I’m taking a Textling-break, friends. Feel in need of an incremental change at least while this blasted illness rumbles on. Have started a new project, a series of short poems called Humbles. Want to play a little more, experiment. Each Humble zooms in on and distils one aspect of a day. A way of marking (tired) time lest it slips away unattended. Hope to achieve a form of creative consistency as well. M.E. will feature, but also broader themes.
This is my favourite so far (my grieving visual artist self perked up!). Most aren’t as elaborate though. Just a couple of lines at times, or one word with letters settling for a rest, yet eager to be heard.
Trying to post daily for a month, on Facebook and Instagram. You can also find me on Twitter. Keep in touch?
Mag plucked reasons to be thankful from egregious days. I mean to follow suit, shall practise gratitude conscientiously. This morning’s list, to linger over (note to self!), details eased loose from concertina folds of anxious mind: hearing the voices of my family, over the telephone, means so much; writing when hope and mettle need retouching; ferocious skull-pain dulling; a meditation buddy; chums who keep in touch; Meryl, my sparkle-hearted carer, humming while she works; the taste of cauliflower, oven-baked, bedecked with turmeric; knowing Mag, for a little while; and, these last few weeks, scattered yet finely tuned exchanges with two #BedFest friends, one old, one new, who seem to see me from their bedsteads on another continent. Kandice, Kendrick, thank you. Here’s looking at you too!
Audio when I can
Hospital, for xyz test. First patient, quiet affair. After, quick dip into coffee shop. Rudolph’s clogged jelly nose quivers on chocolate log. Take a jiggle over a jingle any time! On way home first surge of pain, sudden, as if flicked by a switch. Next few hours, midst deepening fatigue, it fans out and intensifies, until verily, verily, if you could speak you’d swear on King Lear’s life that you crashed down those castle stairs and hit every cobblestone, turret to potter’s field. Each bone clangs to a different tune. Soon you’re all but brittled out, a fractured creature, with gigantic, useless claws (they hurt till last). Something Giacometti might have cast in bronze, cool and cruel.
Abjection. No inner sense of ‘us’, no reach, no touch. PEM doesn’t sound like much.
One for the dictionary! When you’re just about ‘well’ enough to try again:
In bed (not on) long before evening falls; still bright outside, not nearly night. Like most, or all, I waited for the light of spring, green shoots, raw splendour to refute earth’s plight, yours, mine. Yet now that days step up their game, I find that spring does not reside in me, take hold, drive buds and blossoms. Or not the kind I hope for.
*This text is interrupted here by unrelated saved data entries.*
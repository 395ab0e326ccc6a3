use crate::error::{Result, TensorError};

/// An owned byte buffer with a fixed capacity and a movable data window.
///
/// The window (`offset`, `size`) marks the live bytes within the buffer;
/// `offset + size` must not exceed the capacity. Feature-map staging works
/// on whole-capacity windows, but a window can be narrowed to address a
/// sub-range without reallocating.
#[derive(Debug, Clone)]
pub struct HostBuffer {
    data: Vec<u8>,
    offset: usize,
    size: usize,
}

impl HostBuffer {
    /// Create a zero-filled buffer whose window spans the full capacity.
    pub fn with_capacity(capacity: usize) -> Self {
        HostBuffer {
            data: vec![0u8; capacity],
            offset: 0,
            size: capacity,
        }
    }

    /// Create a buffer holding a copy of `bytes`, window spanning all of it.
    pub fn from_bytes(bytes: &[u8]) -> Self {
        HostBuffer {
            data: bytes.to_vec(),
            offset: 0,
            size: bytes.len(),
        }
    }

    /// Total capacity in bytes. Fixed for the lifetime of the buffer.
    pub fn capacity(&self) -> usize {
        self.data.len()
    }

    /// Offset of the data window.
    pub fn offset(&self) -> usize {
        self.offset
    }

    /// Size of the data window.
    pub fn size(&self) -> usize {
        self.size
    }

    /// Move the data window.
    pub fn set_window(&mut self, offset: usize, size: usize) -> Result<()> {
        let end = offset
            .checked_add(size)
            .ok_or(TensorError::WindowOutOfRange {
                offset,
                size,
                capacity: self.capacity(),
            })?;
        if end > self.capacity() {
            return Err(TensorError::WindowOutOfRange {
                offset,
                size,
                capacity: self.capacity(),
            });
        }
        self.offset = offset;
        self.size = size;
        Ok(())
    }

    /// Collapse the window to zero bytes at offset zero.
    pub fn clear(&mut self) {
        self.offset = 0;
        self.size = 0;
    }

    /// The live bytes within the window.
    pub fn as_slice(&self) -> &[u8] {
        &self.data[self.offset..self.offset + self.size]
    }

    /// Mutable access to the live bytes within the window.
    pub fn as_mut_slice(&mut self) -> &mut [u8] {
        &mut self.data[self.offset..self.offset + self.size]
    }

    /// Copy `bytes` to the start of the buffer and set the window over them.
    pub fn write(&mut self, bytes: &[u8]) -> Result<()> {
        if bytes.len() > self.capacity() {
            return Err(TensorError::WindowOutOfRange {
                offset: 0,
                size: bytes.len(),
                capacity: self.capacity(),
            });
        }
        self.data[..bytes.len()].copy_from_slice(bytes);
        self.offset = 0;
        self.size = bytes.len();
        Ok(())
    }
}
//! Image loading and conversion to model input bytes.

use std::path::Path;

use anyhow::{bail, Context, Result};
use image::imageops::FilterType;

use nr_model::TensorInfo;
use nr_tensor::ElemType;

/// Load an image and convert it to the raw bytes the input descriptor wants.
///
/// The image is resized to the descriptor's height and width and flattened
/// to NHWC RGB. Unsigned 8-bit inputs take the pixels as they are; signed
/// 8-bit inputs are recentered through the descriptor's zero point.
pub fn prepare(path: &Path, info: &TensorInfo) -> Result<Vec<u8>> {
    let dims = info.shape.dims();
    if dims.len() != 4 {
        bail!("input tensor must be NHWC, got shape {}", info.shape);
    }
    if dims[0] != 1 {
        bail!("input tensor must have batch size 1, got {}", dims[0]);
    }
    if dims[3] != 3 {
        bail!("input tensor must have 3 channels, got {}", dims[3]);
    }
    let height = dims[1] as u32;
    let width = dims[2] as u32;

    let img = image::open(path)
        .with_context(|| format!("failed to open image {}", path.display()))?;
    let pixels = img
        .resize_exact(width, height, FilterType::Triangle)
        .to_rgb8()
        .into_raw();

    match info.elem_type {
        ElemType::U8 => Ok(pixels),
        ElemType::I8 => {
            // Without quantization parameters, assume the usual full-range
            // zero point of -128.
            let zero_point = info.quant.map_or(-128, |q| q.zero_point);
            Ok(pixels
                .iter()
                .map(|&p| (i64::from(p) + zero_point).clamp(-128, 127) as i8 as u8)
                .collect())
        }
        other => bail!("unsupported input element type {other}"),
    }
}

#[cfg(test)]
mod tests {
    use super::*;
    use nr_tensor::{QuantParams, Shape};

    fn save_test_image(dir: &Path, w: u32, h: u32) -> std::path::PathBuf {
        let path = dir.join("test.bmp");
        let img = image::ImageBuffer::from_fn(w, h, |x, y| {
            image::Rgb([(x % 256) as u8, (y % 256) as u8, 200u8])
        });
        img.save(&path).unwrap();
        path
    }

    fn u8_info(dims: &[usize]) -> TensorInfo {
        TensorInfo {
            index: 0,
            name: None,
            elem_type: ElemType::U8,
            shape: Shape::from_slice(dims),
            quant: None,
        }
    }

    #[test]
    fn test_prepare_resizes_to_descriptor() {
        let dir = tempfile::tempdir().unwrap();
        let path = save_test_image(dir.path(), 64, 48);
        let data = prepare(&path, &u8_info(&[1, 224, 224, 3])).unwrap();
        assert_eq!(data.len(), 224 * 224 * 3);
    }

    #[test]
    fn test_prepare_i8_recenters_through_zero_point() {
        let dir = tempfile::tempdir().unwrap();
        let path = dir.path().join("flat.bmp");
        // A uniform image makes every output byte predictable.
        let img = image::ImageBuffer::from_pixel(8, 8, image::Rgb([200u8, 200, 200]));
        img.save(&path).unwrap();

        let info = TensorInfo {
            index: 0,
            name: None,
            elem_type: ElemType::I8,
            shape: Shape::from_slice(&[1, 8, 8, 3]),
            quant: Some(QuantParams::new(1.0 / 255.0, -128)),
        };
        let data = prepare(&path, &info).unwrap();
        assert_eq!(data.len(), 8 * 8 * 3);
        // 200 - 128 = 72 for every channel.
        assert!(data.iter().all(|&b| b as i8 == 72));
    }

    #[test]
    fn test_prepare_rejects_wrong_rank() {
        let dir = tempfile::tempdir().unwrap();
        let path = save_test_image(dir.path(), 8, 8);
        let err = prepare(&path, &u8_info(&[224, 224, 3])).unwrap_err();
        assert!(err.to_string().contains("NHWC"));
    }

    #[test]
    fn test_prepare_rejects_batched_input() {
        let dir = tempfile::tempdir().unwrap();
        let path = save_test_image(dir.path(), 8, 8);
        let err = prepare(&path, &u8_info(&[2, 224, 224, 3])).unwrap_err();
        assert!(err.to_string().contains("batch size 1"));
    }

    #[test]
    fn test_prepare_rejects_missing_image() {
        let err = prepare(Path::new("/no/such.bmp"), &u8_info(&[1, 8, 8, 3])).unwrap_err();
        assert!(err.to_string().contains("failed to open image"));
    }
}
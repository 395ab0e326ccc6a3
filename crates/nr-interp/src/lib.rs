//! `nr-interp` - Inference interpreter for npu-runtime.
//!
//! This crate provides:
//! - `Interpreter`: load a model, bind inputs, invoke on a device, read outputs
//! - `InterpreterOptions`: invoke deadline and performance counter setup
//! - `InterpreterError` with one variant per failure class

pub mod error;
pub mod interpreter;

// Re-export primary types at the crate root for convenience.
pub use error::{InterpreterError, Result};
pub use interpreter::{Interpreter, InterpreterOptions, DEFAULT_TIMEOUT};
A roll call by the weathervane finds selfsames skittered out the door. Just words now: artist, maker, reader, earner, sleeper, walker, failed lover, lucky friend… One with steady hands, one who remembered, one who talked a mile a minute hours on end and savoured silence. So earnest, so keen to do things right, with a propensity for shame. I wish I’d worried less, been bolder.
At sunrise: Take me to the warden, for a slice of day, a pound of night!
M.E. Awareness Day! #MillionsMissing Round Three. Made a card and sent to friends and comrades-in-harm. Would like to do an air drop or a snail-mail post-out to all those who cannot leave their bed, their room, their house; who feel invisible, discounted, cast aside, and can but lie in wait for better times.
(Dedicated to Mag F., who is severely ill and still my rock.)
© Marion Michell
The time has come for #BedFest – a worldwide hashtagged festival of art, music, poetry, performance and multifarious creativity by people living with (severe) M.E. Voices that are seldom heard, people who are rarely in the world, called forth and gathered by #MEAction and its volunteers. Let’s escalate M.E. Awareness!
I am so moved by people’s bios, their guts, their drive, their sense of beauty, and the vulnerability they dare here. Teachers, engineers, pilots, artists, students, nurses, social workers, and an opera singer; kids, teens, adults of all ages; mothers, fathers, lovers, friends; people who led active lives, worked, grew, hiked, carried shopping, played the bagpipes.
We’re not desperate because we’re ill (hard as it is), we’re desperate because we’re still waiting for the clear and unequivocal recognition of M.E. as a physical disease, for proper funding of biomedical research, and, often enough, simply to be listened to. That we need a campaign like #BelieveME in 2017 is shameful.
Can’t wait to see my iPad screen light up with shared imagination. We’re upright in all but body!